En otras palabras, el miedo al terror del reinado de una turba -como aquella descrita por Dickens en “Historia de dos ciudades” (1859) a su vez inspirada en el París de los albores de la Revolución- engendra un despotismo no tradicional como el de 18 de brumario. La represión del Estado a menudo alcanzará cumbres aún mayores a la de la violencia de la calle. Sobre esto hay episodios elocuentes en todas partes.
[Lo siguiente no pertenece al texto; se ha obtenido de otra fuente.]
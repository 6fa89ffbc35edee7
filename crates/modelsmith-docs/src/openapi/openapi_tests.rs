#![allow(non_snake_case)]

use super::*;
use test_case::test_case;

fn endpoint(method: HttpMethod, route: &str, handler: &str) -> Endpoint {
    Endpoint {
        http_method: method,
        route: route.to_string(),
        handler_name: handler.to_string(),
        path_params: Vec::new(),
        query_param_type_name: None,
        query_params: Vec::new(),
        body_dto_name: None,
        decorators: Vec::new(),
        status_code: None,
    }
}

fn dto_field(name: &str, ty: &str, validations: Vec<Validation>) -> DtoField {
    DtoField {
        name: name.to_string(),
        ty: ty.to_string(),
        optional: validations.contains(&Validation::Optional),
        validations,
    }
}

fn controller(name: &str, decorators: &[&str], endpoints: Vec<Endpoint>) -> Controller {
    Controller {
        name: name.to_string(),
        base_route: name.trim_end_matches("Controller").to_lowercase(),
        decorators: decorators.iter().map(|d| d.to_string()).collect(),
        endpoints,
        path: None,
    }
}

fn model() -> ProjectModel {
    let mut find_one = endpoint(HttpMethod::Get, "/reviews/:id", "findOne");
    find_one.path_params = vec!["id".to_string()];

    let mut create = endpoint(HttpMethod::Post, "/reviews", "create");
    create.body_dto_name = Some("CreateReviewDto".to_string());

    let mut remove = endpoint(HttpMethod::Delete, "/reviews/:id", "remove");
    remove.path_params = vec!["id".to_string()];
    remove.decorators = vec!["UseGuards(JwtAuthGuard)".to_string()];

    let mut archive = endpoint(HttpMethod::Post, "/reviews/:id/archive", UNKNOWN);
    archive.status_code = Some(200);

    ProjectModel {
        controllers: vec![controller(
            "ReviewsController",
            &[],
            vec![find_one, create, remove, archive],
        )],
        dtos: vec![
            Dto {
                name: "CreateReviewDto".to_string(),
                extends: None,
                fields: vec![
                    dto_field("title", "string", vec![Validation::String, Validation::MaxLength(80)]),
                    dto_field("productId", "string", vec![Validation::Uuid]),
                    dto_field("rating", "number", vec![Validation::Min(1), Validation::Max(5)]),
                    dto_field("tags", "string[]", vec![Validation::Optional, Validation::Array]),
                ],
                path: None,
            },
            Dto {
                name: "UpdateReviewDto".to_string(),
                extends: Some("CreateReviewDto".to_string()),
                fields: Vec::new(),
                path: None,
            },
        ],
        ..ProjectModel::default()
    }
}

const UNKNOWN: &str = modelsmith_core::model::UNKNOWN_HANDLER;

#[test_case("/reviews/:id", "/reviews/{id}" ; "single param")]
#[test_case("/products/:productId/reviews/:id", "/products/{productId}/reviews/{id}" ; "nested params")]
#[test_case("/reviews", "/reviews" ; "no params")]
fn openapi_path___converts_params(route: &str, expected: &str) {
    assert_eq!(openapi_path(route), expected);
}

#[test_case(HttpMethod::Post, None, 201 ; "post")]
#[test_case(HttpMethod::Delete, None, 204 ; "delete")]
#[test_case(HttpMethod::Get, None, 200 ; "get")]
#[test_case(HttpMethod::Patch, None, 200 ; "patch")]
#[test_case(HttpMethod::Post, Some(200), 200 ; "http code overrides")]
fn success_status___by_method(method: HttpMethod, code: Option<u16>, expected: u16) {
    let mut e = endpoint(method, "/x", "x");
    e.status_code = code;

    assert_eq!(success_status(&e), expected);
}

#[test]
fn generate_openapi___document_header() {
    let config = ProjectConfig::from_str("[project]\nname = \"shop\"\nversion = \"1.2.0\"\n").unwrap();

    let doc = generate_openapi(&model(), &config);

    assert_eq!(doc["openapi"], "3.0.3");
    assert_eq!(doc["info"]["title"], "shop");
    assert_eq!(doc["info"]["version"], "1.2.0");
    assert_eq!(doc["servers"][0]["url"], "http://localhost:3000");
}

#[test]
fn generate_openapi___paths_grouped_by_route() {
    let doc = generate_openapi(&model(), &ProjectConfig::default());

    let item = &doc["paths"]["/reviews/{id}"];
    assert_eq!(item["get"]["operationId"], "ReviewsController_findOne");
    assert_eq!(item["get"]["tags"], json!(["Reviews"]));
    assert_eq!(item["get"]["parameters"][0]["in"], "path");
    assert!(item["get"]["responses"]["200"].is_object());
    assert!(item["delete"]["responses"]["204"].is_object());
    assert!(doc["paths"]["/reviews"]["post"]["responses"]["201"].is_object());
}

#[test]
fn generate_openapi___request_body_references_schema() {
    let doc = generate_openapi(&model(), &ProjectConfig::default());

    assert_eq!(
        doc["paths"]["/reviews"]["post"]["requestBody"]["content"]["application/json"]["schema"]["$ref"],
        "#/components/schemas/CreateReviewDto"
    );
}

#[test]
fn generate_openapi___guarded_endpoint_only___security_on_that_operation() {
    let doc = generate_openapi(&model(), &ProjectConfig::default());

    let item = &doc["paths"]["/reviews/{id}"];
    assert_eq!(item["delete"]["security"], json!([{ "bearerAuth": [] }]));
    assert!(item["get"].get("security").is_none());
    assert_eq!(
        doc["components"]["securitySchemes"]["bearerAuth"]["scheme"],
        "bearer"
    );
}

#[test]
fn generate_openapi___guarded_controller___every_operation_secured() {
    let mut m = model();
    m.controllers[0].decorators.push("UseGuards(JwtAuthGuard)".to_string());

    let doc = generate_openapi(&m, &ProjectConfig::default());

    assert!(doc["paths"]["/reviews/{id}"]["get"]["security"].is_array());
    assert!(doc["paths"]["/reviews"]["post"]["security"].is_array());
}

#[test]
fn generate_openapi___no_guards___no_security_schemes() {
    let mut m = model();
    m.controllers[0].endpoints[2].decorators.clear();

    let doc = generate_openapi(&m, &ProjectConfig::default());

    assert!(doc["components"].get("securitySchemes").is_none());
}

#[test]
fn generate_openapi___unresolved_handler___no_operation_id_and_http_code_status() {
    let doc = generate_openapi(&model(), &ProjectConfig::default());

    let op = &doc["paths"]["/reviews/{id}/archive"]["post"];
    assert!(op.get("operationId").is_none());
    assert!(op["responses"]["200"].is_object());
    assert!(op["responses"].get("201").is_none());
}

#[test]
fn generate_openapi___dto_schema_properties() {
    let doc = generate_openapi(&model(), &ProjectConfig::default());

    let schema = &doc["components"]["schemas"]["CreateReviewDto"];
    assert_eq!(schema["type"], "object");
    assert_eq!(schema["required"], json!(["title", "productId", "rating"]));
    assert_eq!(
        schema["properties"]["title"],
        json!({ "type": "string", "maxLength": 80 })
    );
    assert_eq!(
        schema["properties"]["productId"],
        json!({ "type": "string", "format": "uuid" })
    );
    assert_eq!(
        schema["properties"]["rating"],
        json!({ "type": "number", "minimum": 1, "maximum": 5 })
    );
    assert_eq!(
        schema["properties"]["tags"],
        json!({ "type": "array", "items": { "type": "string" } })
    );
}

#[test]
fn generate_openapi___extending_dto___all_of_base() {
    let doc = generate_openapi(&model(), &ProjectConfig::default());

    let schema = &doc["components"]["schemas"]["UpdateReviewDto"];
    assert_eq!(
        schema["allOf"][0]["$ref"],
        "#/components/schemas/CreateReviewDto"
    );
    assert_eq!(schema["allOf"][1]["type"], "object");
}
En su obra “La destrucción de la democracia española” (1986), Paul Preston se centró en los límites de la adhesión de los partidos ejes al sistema: Por una parte la Confederación Española de Derechas Autónomas (CEDAS) desafectas a la República y por otra un Partido Socialista Obrero Español (PSOE), con sectores escépticos de la democracia representativa. La profundidad de los cambios implementados en un contexto de crisis  polarizó aún más el conflicto asumiendo el protagonismo los sectores más radicalizados y menos propensos al pactismo. Preston afirma: “En 1931 sólo los sectores más exaltados de la extrema izquierda y la extrema derecha creían que los problemas (…) tendrían que resolverse a través de una guerra. Cinco años y tres meses más tarde, gran parte de la población políticamente instruida había llegado a la triste conclusión de que la guerra era inevitable, sino simplemente deseable”. De esa hoguera de pasiones surgió primero la expresión española del fascismo, la Falange primorriverista, y más tarde el franquismo, que combinó la cultura política fascista con el nacionalcatolicismo de Acción Española (Saz, 2008). En parte reacciones al rupturismo planteado en la lucha política.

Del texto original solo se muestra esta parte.